Biometrically anchored digital identity credentials that work across state boundaries are set to become the norm in Australia after all governments agreed to take a nationally consistent approach to identity resilience.
But expansion of the federal government’s current answer to digital ID appears to have hit further setbacks, with legislation previously expected to be introduced in the Spring sitting now only promised for consultation later this year.
At the Data and Digital Ministers Meeting on Friday, Commonwealth, state and territory ministers unveiled the new National Strategy for Identity Resilience developed in response to Optus and Medibank data breaches last year.
The strategy, which replaces the 2012 National Identity Security Strategy, also responds in-kind to the recommendations of a 2019 identity protection and management arrangements review that was shelved by the former Coalition government until a Freedom of Information request last year.
“Our approach to identity resilience needs to keep pace with our economic and social activity, and the changing nature of identity crime. It is essential we deliver a future-ready identity system,” Home Affairs and Cybersecurity minister Clare O’Neil said announcing the strategy.
Under the strategy, all Australian governments have agreed to adopt 10 shared principles that will guide their approach to identity, addressing issues that stem from the “federated nature of identity arrangements”.
Governments have committed to “work together to achieve interoperability between digital ID systems and credentials so that Australians can access services in any jurisdiction”, with Australians unable to access such services also to remain supported.
They have also agreed to “develop stronger, nationally consistent standards for issuing physical and digital credentials”, namely by updating the National Identity Proofing Guidelines that provide guidance to government and private sector organisations within the next 12 months.
“The guidelines will be updated and aligned with the Trusted Digital Identity Framework to support consistent processes across digital and non-digital credentials,” National Strategy for Identity Resilience states.
“This will help to address longstanding inconsistencies in identity management practices between jurisdictions; support less collection and retention of data; and build confidence in the use of Commonwealth, state and territory digital ID systems.”
A higher standard of identity proofing was recommended in the 2019 identity protection and management arrangements review, with not all states and territories issuing drivers licence’s with biometrics at the time.
However, “biometric establishment and verification of identity with consent” will now be expected to improve the resilience of credentials, according to the first update to the federal government’s identity strategy in more than a decade.

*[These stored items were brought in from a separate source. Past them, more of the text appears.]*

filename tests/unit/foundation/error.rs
use super::*;

#[test]
fn display_prefixes_are_stable() {
    assert!(
        LedTraceError::validation("x")
            .to_string()
            .contains("validation error:")
    );
    assert!(LedTraceError::input("x").to_string().contains("input error:"));
    assert!(
        LedTraceError::encode("x")
            .to_string()
            .contains("encode error:")
    );
}

#[test]
fn other_preserves_source() {
    let base = std::io::Error::other("boom");
    let err = LedTraceError::Other(anyhow::Error::new(base));
    assert!(err.to_string().contains("boom"));
}
use super::*;
use crate::foundation::core::Rgb8;

#[test]
fn default_output_appends_png() {
    assert_eq!(
        default_output_path(Path::new("runs/colors.csv")),
        PathBuf::from("runs/colors.csv.png")
    );
    assert_eq!(
        default_output_path(Path::new("capture")),
        PathBuf::from("capture.png")
    );
}

#[test]
fn writes_readable_png() {
    let out = PathBuf::from("target")
        .join("unit_png")
        .join("nested")
        .join("out.png");
    let _ = std::fs::remove_file(&out);

    let mut canvas = Canvas::new(3, 2, Rgb8::BLACK);
    canvas.put(1, 1, Rgb8::new(9, 8, 7));
    write_png(canvas, &out).unwrap();

    let back = image::open(&out).unwrap().to_rgb8();
    assert_eq!(back.dimensions(), (3, 2));
    assert_eq!(back.get_pixel(1, 1).0, [9, 8, 7]);
    assert_eq!(back.get_pixel(0, 0).0, [0, 0, 0]);
}

#[test]
fn empty_canvas_is_an_encode_error() {
    let out = PathBuf::from("target").join("unit_png").join("empty.png");
    let err = write_png(Canvas::new(240, 0, Rgb8::BLACK), &out).unwrap_err();
    assert!(matches!(err, LedTraceError::Encode(_)));
    assert!(!out.exists());
}
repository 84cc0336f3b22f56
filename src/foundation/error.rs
/// Convenience result type used across ledtrace.
pub type LedTraceResult<T> = Result<T, LedTraceError>;

/// Top-level error taxonomy used by library APIs.
///
/// Malformed input rows are deliberately absent: they end a rasterization pass early and are
/// reported through [`crate::RasterReport`], never through this type.
#[derive(thiserror::Error, Debug)]
pub enum LedTraceError {
    /// Invalid user-provided configuration.
    #[error("validation error: {0}")]
    Validation(String),

    /// The input table could not be opened or read.
    #[error("input error: {0}")]
    Input(String),

    /// The finished canvas could not be written.
    #[error("encode error: {0}")]
    Encode(String),

    /// Wrapped lower-level error from dependencies or IO.
    #[error(transparent)]
    Other(#[from] anyhow::Error),
}

impl LedTraceError {
    /// Build a [`LedTraceError::Validation`] value.
    pub fn validation(msg: impl Into<String>) -> Self {
        Self::Validation(msg.into())
    }

    /// Build a [`LedTraceError::Input`] value.
    pub fn input(msg: impl Into<String>) -> Self {
        Self::Input(msg.into())
    }

    /// Build a [`LedTraceError::Encode`] value.
    pub fn encode(msg: impl Into<String>) -> Self {
        Self::Encode(msg.into())
    }
}

#[cfg(test)]
#[path = "../../tests/unit/foundation/error.rs"]
mod tests;
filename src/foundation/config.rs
use std::{fs::File, io::BufReader, path::Path};

use anyhow::Context as _;

use crate::foundation::{
    core::Rgb8,
    error::{LedTraceError, LedTraceResult},
};

/// LEDs on the strips this tool was built for.
pub const DEFAULT_NUM_LEDS: u32 = 240;
/// Frames stacked vertically in one tile.
pub const DEFAULT_ROWS_PER_TILE: u32 = 2000;
/// Width of the separator between tiles.
pub const DEFAULT_GUTTER_PX: u32 = 10;
/// Frames between progress notifications.
pub const DEFAULT_PROGRESS_EVERY: u64 = 1000;

/// Settings shared by the layout planner and the rasterizer.
///
/// Every field has a default, so a JSON config file only needs the keys it overrides.
#[derive(Clone, Debug, PartialEq, Eq, serde::Serialize, serde::Deserialize)]
#[serde(default, deny_unknown_fields)]
pub struct RenderConfig {
    /// LEDs per frame; also the width of one tile in pixels.
    pub num_leds: u32,
    /// Frames per tile when tiling.
    pub rows_per_tile: u32,
    /// Separator width between tiles.
    pub gutter_px: u32,
    /// Separator color.
    pub gutter_rgb: Rgb8,
    /// Canvas fill for pixels no frame touches.
    pub background_rgb: Rgb8,
    /// Emit a progress notification every this many frames.
    pub progress_every: u64,
    /// Draw the final LED too. When off, the last LED column stays at background, matching
    /// previously rendered timelines.
    pub draw_last_led: bool,
}

impl Default for RenderConfig {
    fn default() -> Self {
        Self {
            num_leds: DEFAULT_NUM_LEDS,
            rows_per_tile: DEFAULT_ROWS_PER_TILE,
            gutter_px: DEFAULT_GUTTER_PX,
            gutter_rgb: Rgb8::GUTTER,
            background_rgb: Rgb8::BLACK,
            progress_every: DEFAULT_PROGRESS_EVERY,
            draw_last_led: false,
        }
    }
}

impl RenderConfig {
    /// Load a config from a JSON file and validate it.
    pub fn from_path(path: &Path) -> LedTraceResult<Self> {
        let f = File::open(path)
            .with_context(|| format!("open render config '{}'", path.display()))?;
        let cfg: Self = serde_json::from_reader(BufReader::new(f))
            .with_context(|| format!("parse render config '{}'", path.display()))?;
        cfg.validate()?;
        Ok(cfg)
    }

    /// Reject settings that would produce an empty or undefined layout.
    pub fn validate(&self) -> LedTraceResult<()> {
        if self.num_leds == 0 {
            return Err(LedTraceError::validation("num_leds must be > 0"));
        }
        if self.rows_per_tile == 0 {
            return Err(LedTraceError::validation("rows_per_tile must be > 0"));
        }
        if self.progress_every == 0 {
            return Err(LedTraceError::validation("progress_every must be > 0"));
        }
        Ok(())
    }

    /// Number of input fields a row must carry to form a complete frame.
    pub fn fields_per_row(&self) -> usize {
        usize::try_from(self.num_leds)
            .unwrap_or(usize::MAX)
            .saturating_mul(3)
    }

    /// Number of leading LEDs the rasterizer draws for each frame.
    pub fn drawn_leds(&self) -> u32 {
        if self.draw_last_led {
            self.num_leds
        } else {
            self.num_leds.saturating_sub(1)
        }
    }
}

#[cfg(test)]
#[path = "../../tests/unit/foundation/config.rs"]
mod tests;
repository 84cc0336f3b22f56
pub(crate) mod config;
pub(crate) mod core;
pub(crate) mod error;
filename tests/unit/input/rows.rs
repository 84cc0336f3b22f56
use super::*;

fn leds(num_leds: u32) -> RenderConfig {
    RenderConfig {
        num_leds,
        ..RenderConfig::default()
    }
}

fn row_of(num_leds: usize, color: [i64; 3]) -> String {
    let fields: Vec<String> = (0..num_leds)
        .flat_map(|_| color.iter().map(|c| c.to_string()))
        .collect();
    fields.join(",")
}

#[test]
fn complete_row_parses_into_frame() {
    let input = format!("{}\n", row_of(4, [1, 2, 3]));
    let mut rows = FrameReader::from_reader(input.as_bytes(), &leds(4));

    let Some(RowParse::Frame(frame)) = rows.next() else {
        panic!("expected a frame");
    };
    assert_eq!(frame.len(), 4);
    assert!(frame.leds().iter().all(|&c| c == Rgb8::new(1, 2, 3)));
    assert!(rows.next().is_none());
}

#[test]
fn triplets_map_to_leds_in_order() {
    let input = "10,11,12,20,21,22\n";
    let mut rows = FrameReader::from_reader(input.as_bytes(), &leds(2));
    let Some(RowParse::Frame(frame)) = rows.next() else {
        panic!("expected a frame");
    };
    assert_eq!(frame.led(0), Some(Rgb8::new(10, 11, 12)));
    assert_eq!(frame.led(1), Some(Rgb8::new(20, 21, 22)));
}

#[test]
fn extra_fields_are_ignored() {
    let input = "1,2,3,4,5,6,99,99\n";
    let mut rows = FrameReader::from_reader(input.as_bytes(), &leds(2));
    assert!(matches!(rows.next(), Some(RowParse::Frame(f)) if f.len() == 2));
}

#[test]
fn short_row_is_malformed() {
    let input = format!("{}\n1,2,3\n", row_of(2, [0, 0, 0]));
    let mut rows = FrameReader::from_reader(input.as_bytes(), &leds(2));
    assert!(matches!(rows.next(), Some(RowParse::Frame(_))));

    let Some(RowParse::Malformed(bad)) = rows.next() else {
        panic!("expected malformed row");
    };
    assert_eq!(
        bad.defect,
        RowDefect::TooFewFields {
            expected: 6,
            found: 3
        }
    );
    assert_eq!(bad.line, Some(2));
}

#[test]
fn non_integer_field_is_malformed() {
    let input = "1,2,3,4,x,6\n";
    let mut rows = FrameReader::from_reader(input.as_bytes(), &leds(2));
    let Some(RowParse::Malformed(bad)) = rows.next() else {
        panic!("expected malformed row");
    };
    assert_eq!(
        bad.defect,
        RowDefect::NotAnInteger {
            field: 4,
            value: "x".to_string()
        }
    );
}

#[test]
fn fractional_channel_is_malformed() {
    let input = "1.5,2,3\n";
    let mut rows = FrameReader::from_reader(input.as_bytes(), &leds(1));
    assert!(matches!(rows.next(), Some(RowParse::Malformed(_))));
}

#[test]
fn padded_and_out_of_range_values_are_accepted() {
    let input = " 7 , 300 ,-4\n";
    let mut rows = FrameReader::from_reader(input.as_bytes(), &leds(1));
    let Some(RowParse::Frame(frame)) = rows.next() else {
        panic!("expected a frame");
    };
    assert_eq!(frame.led(0), Some(Rgb8::new(7, 255, 0)));
}

#[test]
fn count_rows_counts_every_line() {
    let input = "1,2,3\n4,5\n\n6,7,8\n";
    assert_eq!(count_rows(input.as_bytes()).unwrap(), 4);
    assert_eq!(count_rows("1,2,3\r\n\r\n4,5,6".as_bytes()).unwrap(), 3);
    assert_eq!(count_rows("".as_bytes()).unwrap(), 0);
}

#[test]
fn blank_line_is_a_short_row() {
    let input = "1,2,3\n\n4,5,6\n";
    let mut rows = FrameReader::from_reader(input.as_bytes(), &leds(1));
    assert!(matches!(rows.next(), Some(RowParse::Frame(_))));

    let Some(RowParse::Malformed(bad)) = rows.next() else {
        panic!("expected malformed row");
    };
    assert_eq!(
        bad.defect,
        RowDefect::TooFewFields {
            expected: 3,
            found: 0
        }
    );
    assert_eq!(bad.line, Some(2));
}

#[test]
fn crlf_lines_and_unterminated_last_line_parse() {
    let input = "1,2,3\r\n4,5,6";
    let mut rows = FrameReader::from_reader(input.as_bytes(), &leds(1));
    assert!(matches!(
        rows.next(),
        Some(RowParse::Frame(f)) if f.led(0) == Some(Rgb8::new(1, 2, 3))
    ));
    assert!(matches!(
        rows.next(),
        Some(RowParse::Frame(f)) if f.led(0) == Some(Rgb8::new(4, 5, 6))
    ));
    assert!(rows.next().is_none());
}

#[test]
fn quoted_fields_are_unquoted() {
    let input = "\"1\",2,\" 3\"\n";
    let mut rows = FrameReader::from_reader(input.as_bytes(), &leds(1));
    assert!(matches!(
        rows.next(),
        Some(RowParse::Frame(f)) if f.led(0) == Some(Rgb8::new(1, 2, 3))
    ));
}

#[test]
fn missing_file_is_input_error() {
    let missing = Path::new("target/definitely/not/here.csv");
    assert!(matches!(
        count_frames(missing),
        Err(LedTraceError::Input(_))
    ));
    assert!(matches!(
        FrameReader::open(missing, &RenderConfig::default()),
        Err(LedTraceError::Input(_))
    ));
}
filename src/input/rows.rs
use std::{
    fs::File,
    io::{BufRead as _, BufReader, Read},
    path::Path,
};

use crate::foundation::{
    config::RenderConfig,
    core::{Frame, Rgb8},
    error::{LedTraceError, LedTraceResult},
};

/// Outcome of reading one input row.
#[derive(Clone, Debug, PartialEq, Eq)]
pub enum RowParse {
    /// The row held a complete frame.
    Frame(Frame),
    /// The row could not be turned into a frame; the current pass must stop here.
    Malformed(MalformedRow),
}

/// A row that ended the pass, with where and why.
#[derive(Clone, Debug, PartialEq, Eq)]
pub struct MalformedRow {
    /// 1-based line in the input, when the reader knows it.
    pub line: Option<u64>,
    /// What was wrong with it.
    pub defect: RowDefect,
}

/// Why a row was rejected.
#[derive(thiserror::Error, Clone, Debug, PartialEq, Eq)]
pub enum RowDefect {
    /// Not enough fields to fill every LED.
    #[error("expected at least {expected} fields, found {found}")]
    TooFewFields {
        /// Fields required for a full frame.
        expected: usize,
        /// Fields present.
        found: usize,
    },
    /// A channel field was not an integer.
    #[error("field {field} is not an integer: {value:?}")]
    NotAnInteger {
        /// 0-based field position.
        field: usize,
        /// Raw field text.
        value: String,
    },
    /// The reader itself failed (bad UTF-8, IO error mid-file).
    #[error("unreadable row: {0}")]
    Unreadable(String),
}

/// Strip the line terminator (`\n` or `\r\n`).
fn trim_eol(line: &[u8]) -> &[u8] {
    let line = line.strip_suffix(b"\n").unwrap_or(line);
    line.strip_suffix(b"\r").unwrap_or(line)
}

/// Split one input line into fields. `None` for an empty line.
fn read_fields(line: &[u8]) -> Result<Option<csv::StringRecord>, csv::Error> {
    if line.is_empty() {
        return Ok(None);
    }
    let mut rdr = csv::ReaderBuilder::new()
        .has_headers(false)
        .flexible(true)
        .trim(csv::Trim::All)
        .from_reader(line);
    let mut record = csv::StringRecord::new();
    Ok(rdr.read_record(&mut record)?.then_some(record))
}

/// Turn one CSV record into a frame of `cfg.num_leds` LEDs.
///
/// Only the first [`RenderConfig::fields_per_row`] fields are read; anything after them is
/// ignored. Channel values outside `0..=255` saturate.
pub fn parse_record(
    record: &csv::StringRecord,
    cfg: &RenderConfig,
    line: Option<u64>,
) -> RowParse {
    let malformed = |defect| RowParse::Malformed(MalformedRow { line, defect });

    let expected = cfg.fields_per_row();
    if record.len() < expected {
        return malformed(RowDefect::TooFewFields {
            expected,
            found: record.len(),
        });
    }

    let num_leds = expected / 3;
    let mut channels = [0i64; 3];
    let mut leds = Vec::with_capacity(num_leds);
    for led in 0..num_leds {
        for (c, slot) in channels.iter_mut().enumerate() {
            let field = led * 3 + c;
            let raw = record.get(field).unwrap_or_default();
            match raw.trim().parse::<i64>() {
                Ok(v) => *slot = v,
                Err(_) => {
                    return malformed(RowDefect::NotAnInteger {
                        field,
                        value: raw.to_string(),
                    });
                }
            }
        }
        let [r, g, b] = channels;
        leds.push(Rgb8::saturating_from_i64(r, g, b));
    }
    RowParse::Frame(Frame::new(leds))
}

/// Streams frames out of a headerless CSV table, one line per frame.
///
/// Every line is a row, blank ones included: a blank line has no fields and ends the pass like
/// any other short row.
pub struct FrameReader<R: Read> {
    rdr: BufReader<R>,
    buf: Vec<u8>,
    line: u64,
    cfg: RenderConfig,
}

impl FrameReader<File> {
    /// Open the table at `path`.
    pub fn open(path: &Path, cfg: &RenderConfig) -> LedTraceResult<Self> {
        let f = File::open(path)
            .map_err(|e| LedTraceError::input(format!("open '{}': {e}", path.display())))?;
        Ok(Self::from_reader(f, cfg))
    }
}

impl<R: Read> FrameReader<R> {
    /// Read frames from any byte source.
    pub fn from_reader(rdr: R, cfg: &RenderConfig) -> Self {
        Self {
            rdr: BufReader::new(rdr),
            buf: Vec::new(),
            line: 0,
            cfg: cfg.clone(),
        }
    }

    fn parse_line(&self) -> RowParse {
        let line = Some(self.line);
        match read_fields(trim_eol(&self.buf)) {
            Ok(Some(record)) => parse_record(&record, &self.cfg, line),
            Ok(None) => RowParse::Malformed(MalformedRow {
                line,
                defect: RowDefect::TooFewFields {
                    expected: self.cfg.fields_per_row(),
                    found: 0,
                },
            }),
            Err(e) => RowParse::Malformed(MalformedRow {
                line,
                defect: RowDefect::Unreadable(e.to_string()),
            }),
        }
    }
}

impl<R: Read> Iterator for FrameReader<R> {
    type Item = RowParse;

    fn next(&mut self) -> Option<RowParse> {
        self.buf.clear();
        let read = self.rdr.read_until(b'\n', &mut self.buf);
        if matches!(read, Ok(0)) {
            return None;
        }
        self.line += 1;
        match read {
            Ok(_) => Some(self.parse_line()),
            Err(e) => Some(RowParse::Malformed(MalformedRow {
                line: Some(self.line),
                defect: RowDefect::Unreadable(e.to_string()),
            })),
        }
    }
}

/// Count the rows (frames) in a byte source without parsing their values.
///
/// Every line counts, blank ones included; a final line without a terminator counts too.
pub fn count_rows<R: Read>(rdr: R) -> LedTraceResult<u64> {
    let mut rdr = BufReader::new(rdr);
    let mut buf = Vec::new();
    let mut n = 0u64;
    loop {
        buf.clear();
        match rdr.read_until(b'\n', &mut buf) {
            Ok(0) => return Ok(n),
            Ok(_) => n += 1,
            Err(e) => return Err(LedTraceError::input(format!("count rows: {e}"))),
        }
    }
}

/// Count the frames in the table at `path`.
pub fn count_frames(path: &Path) -> LedTraceResult<u64> {
    let f = File::open(path)
        .map_err(|e| LedTraceError::input(format!("open '{}': {e}", path.display())))?;
    count_rows(f)
}

#[cfg(test)]
#[path = "../../tests/unit/input/rows.rs"]
mod tests;
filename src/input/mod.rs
pub(crate) mod rows;
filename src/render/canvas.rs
use crate::{foundation::core::Rgb8, layout::plan::LayoutPlan};

/// Owned RGB8 pixel grid the rasterizer draws into.
#[derive(Clone, Debug, PartialEq, Eq)]
pub struct Canvas {
    img: image::RgbImage,
}

impl Canvas {
    /// A `width` x `height` canvas filled with `background`.
    pub fn new(width: u32, height: u32, background: Rgb8) -> Self {
        Self {
            img: image::RgbImage::from_pixel(width, height, background.into()),
        }
    }

    /// A canvas sized by `plan`.
    pub fn for_plan(plan: &LayoutPlan, background: Rgb8) -> Self {
        Self::new(plan.canvas_width, plan.canvas_height, background)
    }

    /// Width in pixels.
    pub fn width(&self) -> u32 {
        self.img.width()
    }

    /// Height in pixels.
    pub fn height(&self) -> u32 {
        self.img.height()
    }

    /// Set one pixel. Writes outside the canvas are dropped; returns whether the write landed.
    pub fn put(&mut self, x: u32, y: u32, color: Rgb8) -> bool {
        match self.img.get_pixel_mut_checked(x, y) {
            Some(px) => {
                *px = color.into();
                true
            }
            None => false,
        }
    }

    /// Read one pixel.
    pub fn pixel(&self, x: u32, y: u32) -> Option<Rgb8> {
        self.img.get_pixel_checked(x, y).map(|&px| px.into())
    }

    /// Packed RGB bytes, row-major.
    pub fn as_raw(&self) -> &[u8] {
        self.img.as_raw()
    }

    /// Hand the pixels over for encoding.
    pub fn into_image(self) -> image::RgbImage {
        self.img
    }
}
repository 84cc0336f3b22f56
pub(crate) mod png;
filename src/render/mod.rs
pub(crate) mod canvas;
pub(crate) mod progress;
pub(crate) mod raster;
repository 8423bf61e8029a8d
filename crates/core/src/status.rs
//! Per-game health derived from server statuses.

use crate::{
    countdown::dedup_by_id,
    models::{Banner, GameId, GameStatus, StatusKind},
};

/// Health signal shown for a game.
#[derive(Debug, Clone, Copy, PartialEq, Eq)]
pub enum Health {
    /// Reported `ok`.
    Ok,
    /// Reported `maintenance`.
    Maintenance,
    /// Reported `error`.
    Error,
    /// The server sent no status for the game.
    Unknown,
}

impl Health {
    /// Translation key describing the health.
    pub fn label_key(&self) -> &'static str {
        match self {
            Health::Ok => "status.ok",
            Health::Maintenance => "status.maintenance",
            Health::Error => "status.error",
            Health::Unknown => "status.unknown",
        }
    }
}

/// Aggregated view of one game, exposing both raw and derived signals.
#[derive(Debug, Clone, PartialEq, Eq)]
pub struct GameView {
    /// The game this view describes.
    pub game_id: GameId,
    /// Status exactly as reported by the server.
    pub reported: Option<StatusKind>,
    /// Banner count reported by the server.
    pub reported_banner_count: u32,
    /// Banners for the game present in the snapshot.
    pub live_banners: usize,
    /// Server says `ok` but there is nothing to show; a UI hint only.
    pub possible_maintenance: bool,
}

impl GameView {
    /// Passthrough of the reported status.
    pub fn health(&self) -> Health {
        match self.reported {
            Some(StatusKind::Ok) => Health::Ok,
            Some(StatusKind::Maintenance) => Health::Maintenance,
            Some(StatusKind::Error) => Health::Error,
            None => Health::Unknown,
        }
    }

    /// Whether the game should render in a degraded style.
    pub fn is_degraded(&self) -> bool {
        self.possible_maintenance || !matches!(self.health(), Health::Ok)
    }
}

/// Fold statuses and banners into one view per known game.
///
/// `error` is never derived locally; it only appears when the server reports it.
pub fn aggregate(statuses: &[GameStatus], banners: &[Banner]) -> Vec<GameView> {
    let banners = dedup_by_id(banners);
    GameId::ALL
        .iter()
        .map(|&game_id| {
            let status = statuses.iter().find(|status| status.game_id == game_id);
            let live_banners = banners
                .iter()
                .filter(|banner| banner.game_id == game_id)
                .count();
            let reported_banner_count = status.map(|status| status.banner_count).unwrap_or(0);
            let possible_maintenance = matches!(
                status.map(|status| status.status),
                Some(StatusKind::Ok)
            ) && reported_banner_count == 0
                && live_banners == 0;

            GameView {
                game_id,
                reported: status.map(|status| status.status),
                reported_banner_count,
                live_banners,
                possible_maintenance,
            }
        })
        .collect()
}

“Where appropriate, and with an individual’s consent, Australia governments will use biometrics to make it harder for criminals to misuse identity credentials,” the strategy states.
“Combinations of biographic attributes (e.g. name, date of birth and licence number) do not adequately protect Australians from identity crime, and can be exposed in a data breach. Passwords can be forgotten, stolen or compromised.”
The strategy will also see the government establish data sharing arrangements to “better protect victims of cyber incidents and data breaches”, a norm that was established following the recent spate of high-profile data breaches.
In the wake of the Optus data breach, for instance, the federal government amended the Telecommunications Regulations 2021 to allow the telco to share the data of impacted customers with banks and government agencies.
A Centre of Excellence will also be established within 12 months to better respond to and minimise the damage from significant data breaches. It is, however, not yet known whether this will form part of the newly created National Office for Cyber Security led by Air Vice-Marshall Darren Goldie.
“This will be a single and highly visible point of expertise that support the management of the identity security aspects of breaches at a Commonwealth level, and works with state and territory bodies, to minimize harm for individuals, businesses and governments,” the strategy states.
Over the next three years, governments will further develop the Credential Protection Register developed in response to last year’s Optus data breach. The register stops identity matching services like the Document Verification System from verifying a compromised credential if it has been listed.
A ‘Mobile phone trust score’ system will also be developed to help prevent fraud, allowing telecommunications providers to “assign trust scores to mobile phone numbers based on risk factors such as recent sim swaps, tenure of phone plan and virtual private numbers.
Governments also agreed to look how digital credentials might be reissued through digital wallets and explore how the integrity of identity records can be improve so that they remain up to date with life events.
While Commonwealth, state and territory governments make progress on national identity arrangements, the federal government’s Digital ID system remains months away from expanding to state governments and the private sector.
Despite previously indicating that legislation required for the expansion would be before Parliament for the Spring sitting, the Commonwealth now “plans to release draft legislation for public consultation later this year”, according to the Data and Digital Ministers Meeting communique.
Prior to the change of government, the Digital Transformation Agency consulted extensively on draft legislation, releasing the first discussion paper as far back as November 2020. However, the former government ultimately never brought on the legislation for debate before the 2022 election.
Last week, shadow government services minister Paul Fletcher said the federal government had lost five years of momentum towards developing a national system of digital identity and that the lack of action is having an impact on the wider digital economy.